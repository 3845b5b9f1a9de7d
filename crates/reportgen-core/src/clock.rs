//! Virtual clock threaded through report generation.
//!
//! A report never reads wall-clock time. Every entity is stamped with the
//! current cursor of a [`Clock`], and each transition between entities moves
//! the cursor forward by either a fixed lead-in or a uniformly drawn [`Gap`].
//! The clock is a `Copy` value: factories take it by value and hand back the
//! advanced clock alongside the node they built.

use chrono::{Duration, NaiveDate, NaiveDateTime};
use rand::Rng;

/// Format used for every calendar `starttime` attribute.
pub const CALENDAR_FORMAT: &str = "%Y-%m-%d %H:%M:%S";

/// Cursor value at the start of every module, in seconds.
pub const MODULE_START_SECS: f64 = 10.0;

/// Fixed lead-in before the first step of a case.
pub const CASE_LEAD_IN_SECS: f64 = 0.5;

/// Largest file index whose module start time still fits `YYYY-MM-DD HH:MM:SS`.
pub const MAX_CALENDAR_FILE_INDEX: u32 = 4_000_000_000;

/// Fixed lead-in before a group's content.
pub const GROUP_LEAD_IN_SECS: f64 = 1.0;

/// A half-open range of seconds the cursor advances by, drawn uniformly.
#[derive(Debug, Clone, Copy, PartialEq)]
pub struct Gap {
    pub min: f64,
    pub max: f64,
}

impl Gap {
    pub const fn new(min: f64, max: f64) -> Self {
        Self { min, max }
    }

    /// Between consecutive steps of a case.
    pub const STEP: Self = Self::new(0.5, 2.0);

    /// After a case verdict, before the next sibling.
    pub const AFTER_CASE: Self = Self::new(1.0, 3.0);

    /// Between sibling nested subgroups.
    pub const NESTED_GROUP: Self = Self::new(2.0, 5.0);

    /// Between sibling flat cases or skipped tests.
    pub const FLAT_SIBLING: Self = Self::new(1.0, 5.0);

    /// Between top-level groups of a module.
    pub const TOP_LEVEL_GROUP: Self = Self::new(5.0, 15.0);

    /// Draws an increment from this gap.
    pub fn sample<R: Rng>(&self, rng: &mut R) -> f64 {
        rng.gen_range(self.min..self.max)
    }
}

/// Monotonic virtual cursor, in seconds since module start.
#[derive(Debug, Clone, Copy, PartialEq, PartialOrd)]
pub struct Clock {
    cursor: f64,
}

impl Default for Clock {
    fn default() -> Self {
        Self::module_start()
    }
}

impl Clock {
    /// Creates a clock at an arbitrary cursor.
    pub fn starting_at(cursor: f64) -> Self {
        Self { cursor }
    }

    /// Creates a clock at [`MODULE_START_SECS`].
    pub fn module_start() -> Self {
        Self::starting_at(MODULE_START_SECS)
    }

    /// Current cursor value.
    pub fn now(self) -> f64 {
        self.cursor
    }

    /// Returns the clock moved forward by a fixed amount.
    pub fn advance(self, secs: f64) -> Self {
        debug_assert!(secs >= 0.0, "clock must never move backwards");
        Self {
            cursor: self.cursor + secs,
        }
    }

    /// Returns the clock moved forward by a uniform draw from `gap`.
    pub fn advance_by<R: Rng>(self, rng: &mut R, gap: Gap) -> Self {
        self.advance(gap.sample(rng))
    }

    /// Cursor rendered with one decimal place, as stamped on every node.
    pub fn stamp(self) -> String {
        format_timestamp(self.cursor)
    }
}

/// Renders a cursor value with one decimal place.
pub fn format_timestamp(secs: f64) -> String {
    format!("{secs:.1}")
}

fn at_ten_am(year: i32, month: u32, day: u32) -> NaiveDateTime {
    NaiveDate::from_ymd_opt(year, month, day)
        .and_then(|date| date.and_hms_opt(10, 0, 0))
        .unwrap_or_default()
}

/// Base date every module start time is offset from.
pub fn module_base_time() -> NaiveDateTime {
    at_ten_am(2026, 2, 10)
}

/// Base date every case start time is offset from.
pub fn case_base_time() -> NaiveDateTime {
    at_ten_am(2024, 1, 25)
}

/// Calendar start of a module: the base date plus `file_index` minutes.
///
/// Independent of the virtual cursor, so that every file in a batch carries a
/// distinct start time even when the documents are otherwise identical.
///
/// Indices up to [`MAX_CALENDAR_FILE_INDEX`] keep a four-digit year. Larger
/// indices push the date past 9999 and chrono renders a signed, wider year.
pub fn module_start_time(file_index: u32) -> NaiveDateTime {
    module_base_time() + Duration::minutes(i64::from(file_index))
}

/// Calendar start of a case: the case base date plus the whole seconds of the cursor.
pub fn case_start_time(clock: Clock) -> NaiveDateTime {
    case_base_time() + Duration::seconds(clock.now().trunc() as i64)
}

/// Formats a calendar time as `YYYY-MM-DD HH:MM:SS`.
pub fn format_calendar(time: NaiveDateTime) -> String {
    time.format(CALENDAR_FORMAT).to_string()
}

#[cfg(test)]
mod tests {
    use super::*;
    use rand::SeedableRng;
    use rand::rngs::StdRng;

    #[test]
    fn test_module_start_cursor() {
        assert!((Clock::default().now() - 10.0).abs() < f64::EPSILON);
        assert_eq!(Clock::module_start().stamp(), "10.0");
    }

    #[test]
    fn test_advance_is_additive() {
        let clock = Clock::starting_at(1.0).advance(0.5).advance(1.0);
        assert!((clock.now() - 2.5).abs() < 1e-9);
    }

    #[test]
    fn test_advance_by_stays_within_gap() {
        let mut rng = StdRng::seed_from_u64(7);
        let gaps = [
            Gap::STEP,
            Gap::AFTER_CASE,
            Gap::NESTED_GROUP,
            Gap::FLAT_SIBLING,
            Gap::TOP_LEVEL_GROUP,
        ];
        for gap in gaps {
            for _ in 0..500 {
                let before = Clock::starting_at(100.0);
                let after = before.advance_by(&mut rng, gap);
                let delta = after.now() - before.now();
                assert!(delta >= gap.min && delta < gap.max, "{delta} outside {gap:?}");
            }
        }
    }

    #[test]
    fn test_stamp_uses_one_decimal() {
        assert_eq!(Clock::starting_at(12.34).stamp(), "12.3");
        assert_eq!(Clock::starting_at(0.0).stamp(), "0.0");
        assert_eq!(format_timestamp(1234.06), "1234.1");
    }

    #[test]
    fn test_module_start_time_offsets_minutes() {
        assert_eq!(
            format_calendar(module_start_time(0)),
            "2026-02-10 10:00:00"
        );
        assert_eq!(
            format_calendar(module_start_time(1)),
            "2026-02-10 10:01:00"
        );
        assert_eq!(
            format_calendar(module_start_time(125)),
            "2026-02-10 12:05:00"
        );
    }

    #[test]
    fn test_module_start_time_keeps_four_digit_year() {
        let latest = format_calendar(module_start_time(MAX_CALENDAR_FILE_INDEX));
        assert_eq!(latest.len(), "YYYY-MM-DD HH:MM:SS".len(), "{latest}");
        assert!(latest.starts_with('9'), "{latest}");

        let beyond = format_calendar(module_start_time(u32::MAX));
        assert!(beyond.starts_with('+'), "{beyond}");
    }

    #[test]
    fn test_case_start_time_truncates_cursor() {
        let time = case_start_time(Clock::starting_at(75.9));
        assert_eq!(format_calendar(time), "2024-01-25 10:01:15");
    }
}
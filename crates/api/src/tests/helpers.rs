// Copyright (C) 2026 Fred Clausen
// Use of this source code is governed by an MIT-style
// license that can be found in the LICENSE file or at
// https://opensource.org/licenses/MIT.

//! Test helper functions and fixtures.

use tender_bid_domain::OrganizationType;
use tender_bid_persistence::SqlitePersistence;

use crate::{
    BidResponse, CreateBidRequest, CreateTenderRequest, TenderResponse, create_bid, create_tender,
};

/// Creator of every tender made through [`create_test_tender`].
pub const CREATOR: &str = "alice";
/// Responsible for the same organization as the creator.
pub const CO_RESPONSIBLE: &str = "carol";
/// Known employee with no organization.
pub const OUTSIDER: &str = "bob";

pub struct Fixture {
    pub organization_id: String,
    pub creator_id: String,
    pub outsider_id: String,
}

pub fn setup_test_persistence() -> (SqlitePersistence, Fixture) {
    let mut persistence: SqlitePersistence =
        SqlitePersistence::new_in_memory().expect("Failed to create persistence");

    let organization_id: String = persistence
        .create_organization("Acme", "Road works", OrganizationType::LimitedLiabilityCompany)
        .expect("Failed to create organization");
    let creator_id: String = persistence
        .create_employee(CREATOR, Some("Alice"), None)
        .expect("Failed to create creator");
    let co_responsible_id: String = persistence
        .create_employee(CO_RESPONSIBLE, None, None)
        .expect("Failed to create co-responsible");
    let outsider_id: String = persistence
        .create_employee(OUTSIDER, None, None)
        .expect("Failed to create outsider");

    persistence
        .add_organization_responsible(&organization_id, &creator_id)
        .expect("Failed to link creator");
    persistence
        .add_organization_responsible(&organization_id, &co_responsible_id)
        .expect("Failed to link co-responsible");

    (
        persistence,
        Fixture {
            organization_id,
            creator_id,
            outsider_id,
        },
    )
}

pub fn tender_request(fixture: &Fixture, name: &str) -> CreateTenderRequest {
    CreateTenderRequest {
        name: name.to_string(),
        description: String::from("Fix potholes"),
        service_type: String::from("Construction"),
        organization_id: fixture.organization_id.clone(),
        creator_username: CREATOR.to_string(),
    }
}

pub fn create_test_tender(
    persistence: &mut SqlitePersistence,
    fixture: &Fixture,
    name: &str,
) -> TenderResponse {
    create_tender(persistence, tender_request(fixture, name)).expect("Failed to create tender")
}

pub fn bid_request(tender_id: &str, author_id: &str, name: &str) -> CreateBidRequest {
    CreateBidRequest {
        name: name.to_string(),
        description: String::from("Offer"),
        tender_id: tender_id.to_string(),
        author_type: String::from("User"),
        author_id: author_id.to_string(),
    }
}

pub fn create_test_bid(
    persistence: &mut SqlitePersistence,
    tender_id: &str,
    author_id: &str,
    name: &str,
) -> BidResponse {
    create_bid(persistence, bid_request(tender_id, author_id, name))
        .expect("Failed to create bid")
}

----------------------------------------

■ About this exercise:
Search the material above for lines containing the string "TenderResponse", then pull them out.

■ Solution to this exercise:
    BidResponse, CreateBidRequest, CreateTenderRequest, TenderResponse, create_bid, create_tender,
) -> TenderResponse {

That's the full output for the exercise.